Colui che, per amore di Dio e dell’uomo, smaschera le strutture di violenza non può sfuggire alla reazione che la violenza immancabilmente gli scatenerà contro. Preparandosi al terribile sacrificio, prima ancora di essere catturato Egli confida agli apostoli e alla folla: «È giunta l’ora che sia glorificato il figlio dell’uomo» (Gv 12, 23). «Ora l’anima mia è turbata; e che devo dire? Padre, glorifica il tuo nome» (Gv 12, 27-28). Cosciente d’essere l’Uomo Nuovo, nel momento stesso in cui è attivo nel dono supremo di sé, e si prepara ad affrontare la morte, Gesù inaugura per ogni uomo un cammino di nonviolenza e di pace. In Gesù, che riconcilia l’umanità con Dio accettando di compierne la volontà, viene prefigurata un’esistenza di comunione con il Padre e con i fratelli: l’uomo è essere per la pace e la nonviolenza. Anche l’uomo, creato ad immagine somigliantissima di Dio e redento da Cristo, è chiamato ad essere profeta della pace e della nonviolenza, superando discriminazioni di ogni tipo, fra vicini e lontani, fra amici e nemici. La storia umana, in virtù del mistero della creazione e dell’incarnazione, trova inscritta in sé la vocazione all’unità, alla partecipazione della vita di Amore che incessantemente fluisce all’interno della Trinità, in una parola, alla pace. La nuova immagine di Dio, rivelata dal Signore Gesù, fonda ed esige fra le persone nuovi rapporti, contrassegnati dalla fraternità, dalla concordia e dal perdono, dalla verità e dalla giustizia, dalla solidarietà. La croce di Cristo è per il credente denuncia e vittoria sulla violenza, segno della solidarietà di Dio con l’uomo oppresso e sfregiato nella sua dignità.
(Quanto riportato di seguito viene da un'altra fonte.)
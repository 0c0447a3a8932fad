use clap::Parser;
use std::path::PathBuf;

use crate::indexer::IndexerConfig;
use crate::stats::SnapshotPeriod;
use crate::subcommand::Subcommand;

#[derive(Debug, Parser, Clone)]
#[clap(
    version,
    about = "Batch parser and address analyzer for the on-disk Bitcoin block-chain"
)]
pub struct Options {
    #[clap(
        long,
        default_value = ".",
        help = "Directory holding blk00000.dat and its successors"
    )]
    pub blocks_dir: PathBuf,
    #[clap(long, default_value = ".", help = "Directory reports are written to")]
    pub output_dir: PathBuf,
    #[clap(long, help = "Stop scanning after this many block headers")]
    pub max_blocks: Option<u32>,
    #[clap(
        long,
        value_enum,
        default_value = "month",
        help = "Statistics bucket size: day, month, year"
    )]
    pub period: SnapshotPeriod,
    #[clap(
        long,
        default_value = "365",
        help = "Days of inactivity before an address counts as a zombie"
    )]
    pub zombie_days: u32,
    #[clap(
        long,
        help = "Keep per-address snapshots and write the binary history file"
    )]
    pub record_addresses: bool,
    #[clap(subcommand)]
    pub subcommand: Subcommand,
}

impl Options {
    pub fn indexer_config(&self) -> IndexerConfig {
        IndexerConfig {
            blocks_dir: self.blocks_dir.clone(),
            output_dir: self.output_dir.clone(),
            max_blocks: self.max_blocks,
            period: self.period,
            zombie_days: self.zombie_days,
            record_addresses: self.record_addresses,
        }
    }
}
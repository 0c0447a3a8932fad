//! Main-chain reconstruction.
//!
//! Container files hold every block the node ever accepted, including stale
//! forks. The canonical order is recovered by walking `previous_id` links
//! backward from the most recently stored header and reversing the walk;
//! headers not visited are orphans and are dropped. The files come from a
//! validating node, so the last-seen chain is authoritative and no
//! stored-work comparison is made.

use std::collections::HashMap;

use blockscan_support::Hash256;
use log::info;

/// Where one block lives on disk. Created by the scanner, never mutated.
#[derive(Debug, Clone, Copy, PartialEq, Eq)]
pub struct HeaderRecord {
    pub id: Hash256,
    pub previous_id: Hash256,
    pub file_index: u32,
    pub file_offset: u32,
    pub payload_length: u32,
}

/// All headers discovered so far, keyed by block id, remembering which one
/// arrived last (the tentative tip).
pub struct HeaderIndex {
    map: HashMap<Hash256, HeaderRecord>,
    tip: Option<Hash256>,
}

impl HeaderIndex {
    pub fn new() -> HeaderIndex {
        HeaderIndex {
            map: HashMap::new(),
            tip: None,
        }
    }

    /// A block re-stored after a reorg replaces its earlier copy.
    pub fn insert(&mut self, record: HeaderRecord) {
        self.tip = Some(record.id);
        self.map.insert(record.id, record);
    }

    pub fn get(&self, id: &Hash256) -> Option<&HeaderRecord> {
        self.map.get(id)
    }

    pub fn len(&self) -> usize {
        self.map.len()
    }

    pub fn is_empty(&self) -> bool {
        self.map.is_empty()
    }

    pub fn tip(&self) -> Option<Hash256> {
        self.tip
    }

    /// Walks backward from the tip and re-emits the visited headers in
    /// forward order, genesis first. Orphans are excluded.
    pub fn reconstruct(&self) -> Vec<HeaderRecord> {
        let mut chain = Vec::new();
        let mut cursor = self.tip;
        while let Some(id) = cursor {
            match self.map.get(&id) {
                Some(record) => {
                    chain.push(*record);
                    cursor = Some(record.previous_id);
                }
                None => break, // predecessor of genesis
            }
        }
        chain.reverse();
        info!(
            "reconstructed {} blocks, dropped {} orphans",
            chain.len(),
            self.map.len() - chain.len()
        );
        chain
    }
}

impl Default for HeaderIndex {
    fn default() -> Self {
        HeaderIndex::new()
    }
}
//! Closed-form target solvers: hit a target OG/volume (or a target
//! backsweetened FG) by solving for ingredient quantities.
//!
//! Infeasible targets (negative water, non-finite gravities) return
//! `None`; the caller leaves state untouched rather than surfacing an
//! error.

use crate::units::brix_to_sg;

fn points(sg: f64, liters: f64) -> f64 {
    (sg - 1.0) * 1000.0 * liters
}

/// Honey and water volumes hitting a target OG at a target volume.
#[derive(Copy, Clone, Debug, PartialEq)]
pub struct HoneyWaterSplit {
    pub honey_liters: f64,
    pub water_liters: f64,
}

/// Two-component solve: how much honey (at `honey_brix`) and water make
/// `target_liters` of must at `target_og`.
pub fn honey_water_split(
    target_og: f64,
    target_liters: f64,
    honey_brix: f64,
) -> Option<HoneyWaterSplit> {
    let honey_sg = brix_to_sg(honey_brix);
    if !honey_sg.is_finite() || honey_sg <= 1.0 || target_liters <= 0.0 {
        return None;
    }
    let needed = points(target_og, target_liters);
    let honey_liters = needed / ((honey_sg - 1.0) * 1000.0);
    let water_liters = target_liters - honey_liters;
    if !honey_liters.is_finite() || honey_liters < 0.0 || water_liters < 0.0 {
        return None;
    }
    Some(HoneyWaterSplit { honey_liters, water_liters })
}

/// Sweetener volume (liters) that lifts a finished batch from
/// `current_fg` to `target_fg`.
pub fn backsweeten_liters(
    current_fg: f64,
    current_liters: f64,
    target_fg: f64,
    sweetener_sg: f64,
) -> Option<f64> {
    if current_liters <= 0.0 || sweetener_sg <= target_fg {
        return None;
    }
    let liters = (target_fg - current_fg) * current_liters / (sweetener_sg - target_fg);
    if !liters.is_finite() || liters < 0.0 {
        return None;
    }
    Some(liters)
}

/// Volumes apportioning a target OG across several fermentables by
/// user-supplied fractions, with water as the remainder.
#[derive(Clone, Debug, PartialEq)]
pub struct Apportionment {
    /// Liters per fermentable, same order as the input parts.
    pub liters: Vec<f64>,
    pub water_liters: f64,
}

/// Split `target_og` at `target_liters` across fermentables given as
/// (brix, fraction-of-gravity) pairs. Refuses ratios that would need
/// negative water at that OG/volume.
pub fn apportion(
    target_og: f64,
    target_liters: f64,
    parts: &[(f64, f64)],
) -> Option<Apportionment> {
    if target_liters <= 0.0 {
        return None;
    }
    let needed = points(target_og, target_liters);
    let mut liters = Vec::with_capacity(parts.len());
    for &(brix, fraction) in parts {
        let share = needed * fraction;
        if share == 0.0 {
            liters.push(0.0);
            continue;
        }
        let sg = brix_to_sg(brix);
        if !sg.is_finite() || sg <= 1.0 {
            return None;
        }
        let v = share / ((sg - 1.0) * 1000.0);
        if !v.is_finite() || v < 0.0 {
            return None;
        }
        liters.push(v);
    }
    let water_liters = target_liters - liters.iter().sum::<f64>();
    if water_liters < 0.0 {
        return None;
    }
    Some(Apportionment { liters, water_liters })
}

/* ===========================
Unit tests
=========================== */

#[cfg(test)]
mod tests {
    use super::*;
    use crate::gravity::blend;
    use crate::units::{LITERS_PER_US_GAL, brix_to_sg};
    use approx::assert_relative_eq;

    const HONEY_BRIX: f64 = 79.6;

    #[test]
    fn test_split_recombines_to_target() {
        let target_liters = 5.0 * LITERS_PER_US_GAL;
        let split = honey_water_split(1.100, target_liters, HONEY_BRIX).unwrap();

        let b = blend([
            (brix_to_sg(HONEY_BRIX), split.honey_liters),
            (1.0, split.water_liters),
        ]);
        assert_relative_eq!(b.sg, 1.100, epsilon = 1e-9);
        assert_relative_eq!(b.liters, target_liters, epsilon = 1e-9);
    }

    #[test]
    fn test_split_rejects_impossible_gravity() {
        // target above the honey's own gravity cannot be blended with water
        assert!(honey_water_split(1.5, 10.0, HONEY_BRIX).is_none());
        // waterish "honey" can't raise gravity at all
        assert!(honey_water_split(1.1, 10.0, 0.0).is_none());
    }

    #[test]
    fn test_backsweeten_recombines_to_target() {
        let sweetener = brix_to_sg(HONEY_BRIX);
        let added = backsweeten_liters(0.996, 19.0, 1.010, sweetener).unwrap();

        let b = blend([(0.996, 19.0), (sweetener, added)]);
        assert_relative_eq!(b.sg, 1.010, epsilon = 1e-9);
    }

    #[test]
    fn test_backsweeten_rejects_degenerate() {
        // already above target: would need negative sweetener
        assert!(backsweeten_liters(1.020, 19.0, 1.010, brix_to_sg(HONEY_BRIX)).is_none());
        // sweetener not denser than the target gravity
        assert!(backsweeten_liters(0.996, 19.0, 1.010, 1.005).is_none());
    }

    #[test]
    fn test_apportion_recombines_to_target() {
        let target_liters = 20.0;
        let parts = [(HONEY_BRIX, 0.7), (25.0, 0.3)];
        let a = apportion(1.090, target_liters, &parts).unwrap();

        let b = blend([
            (brix_to_sg(HONEY_BRIX), a.liters[0]),
            (brix_to_sg(25.0), a.liters[1]),
            (1.0, a.water_liters),
        ]);
        assert_relative_eq!(b.sg, 1.090, epsilon = 1e-9);
        assert_relative_eq!(b.liters, target_liters, epsilon = 1e-9);
    }

    #[test]
    fn test_apportion_rejects_negative_water() {
        // a thin juice carrying most of a big gravity needs more volume
        // than the batch holds
        let parts = [(10.0, 0.9), (HONEY_BRIX, 0.1)];
        assert!(apportion(1.120, 10.0, &parts).is_none());
    }

    #[test]
    fn test_apportion_zero_fraction_gets_zero_volume() {
        let parts = [(HONEY_BRIX, 1.0), (25.0, 0.0)];
        let a = apportion(1.080, 15.0, &parts).unwrap();
        assert_eq!(a.liters[1], 0.0);
    }
}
La croce non è propriamente apologia della sofferenza, del sacrificio e della morte. Abbracciandola, Gesù la trasforma in atto d’accusa della violenza del sistema religioso-politico del suo tempo, da cui è rifiutato e ingiustamente condannato. Per la risurrezione, che non è compenso e riparazione dell’apparente insuccesso della morte di Gesù, ma l’affermazione sfolgorante della potenza della vita divina, la croce indica ad ogni uomo la via che porta al trionfo sulla violenza e sull’odio. Con la crocifissione, Gesù assume su di sé anche la condizione di ogni persona ingiustamente condannata. Poiché Dio Padre si curva sul Figlio per accogliere il dono della sua vita e per eternarla nel dinamismo potente della risurrezione, la croce testimonia la solidarietà di Dio nei confronti di chiunque sia calpestato nei suoi diritti fondamentali.